# Sheephead



## Team Bloody Waters (Feb 24, 2009)

Got out to sikes around 2(just in time for the rain!). Fished for about 1.5 hrs, had 2 hits on fiddler crabs, got this one.

Saw a few up top, but I don't even bother with the ones I can see, seems like they never wanna eat. Started getting

wet and cold and called it. Figured I got enought to eat. Saw one other guy there and thanks again for netting my fish! 










I was about 300 or 400 feet away from my net when i hooked it and just drug it down the pier most of the way on 10 lb mono.

.









I still have quite a few crabs left so I will probably try again tomorrow. I was wondering if anyone has been out to fort

pickens? I know its still early for them to be thick out there but figured there might be a few out there?


----------



## sailor (Oct 29, 2007)

That thing is a pig!!! Look's like he's had something take a nibble out of his tail....


----------



## letsgofishin (Oct 2, 2007)

Dang nice fish.


----------



## Tkiller (Jan 15, 2009)

That is a beast!:clap


----------



## User6882 (Feb 4, 2009)

definately a stud sheepie 

i thought pickens road was still closed


----------



## Team Bloody Waters (Feb 24, 2009)

pretty sure I saw on the news the other day that both Navarre to Pensacola beach and Ft. Pickens was open, I may be wrong tho?


----------



## Yankeefisher56 (Dec 3, 2008)

Them look tasty! nice catch


----------



## User6882 (Feb 4, 2009)

> *Team Bloody Waters (12/18/2009)*pretty sure I saw on the news the other day that both Navarre to Pensacola beach and Ft. Pickens was open, I may be wrong tho?
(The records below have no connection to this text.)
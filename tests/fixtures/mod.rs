//! On-disk fixtures for the integration tests
#![allow(dead_code)]

use std::fs;
use std::path::PathBuf;

/// Scratch directory unique to one test
pub struct Workspace {
    dir: PathBuf,
}

impl Workspace {
    pub fn new(test_name: &str) -> Self {
        let dir = std::env::temp_dir().join(format!(
            "firlab-{}-{}",
            std::process::id(),
            test_name
        ));
        let _ = fs::remove_dir_all(&dir);
        fs::create_dir_all(&dir).expect("create fixture directory");
        Self { dir }
    }

    /// Write `contents` to `name` inside the workspace and return its path
    pub fn file(&self, name: &str, contents: &str) -> PathBuf {
        let path = self.dir.join(name);
        fs::write(&path, contents).expect("write fixture file");
        path
    }

    pub fn path(&self, name: &str) -> PathBuf {
        self.dir.join(name)
    }
}

impl Drop for Workspace {
    fn drop(&mut self) {
        let _ = fs::remove_dir_all(&self.dir);
    }
}

/// Square wave in the mixed literal styles used by the lab vector files
pub const SQUARE_VEC: &str = "0\n0\n0x64\n0b1100100\n100\n\n100\n0\n0\n0o0\n0\n";

pub const SQUARE_SAMPLES: [i64; 10] = [0, 0, 100, 100, 100, 100, 0, 0, 0, 0];

/// Two-tap moving sum
pub const P0_CFG: &str = "coef,en,value\n0,1,0x01\n1,1,0x01\n2,0,0x00\n3,0,0x00\n";

/// Taps 0 and 2 enabled, tap 1 disabled
pub const P4_CFG: &str = "coef,en,value\n0,1,2\n1,0,0x7F\n2,1,0x1\n3,0,0\n";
i havent heard anything on it but it very well might be back open by now


----------



## fishkill (Oct 1, 2007)

Fort Pickens is indeed back open but fishing has been not very good. I did see a ton of mullet caught on Tuesday before it got cold.


----------



## BloodyWaters (Nov 22, 2008)

Damn Dust! he's was busy eating thats for sure, look at that belly. Lets hit up my honey hole on the Yaks.


----------



## Fishermon (Oct 19, 2007)

it looks like a black drum to me....


----------



## BloodyWaters (Nov 22, 2008)

> *Fishermon (12/23/2009)*it looks like a black drum to me....






Hilarious!!!!


----------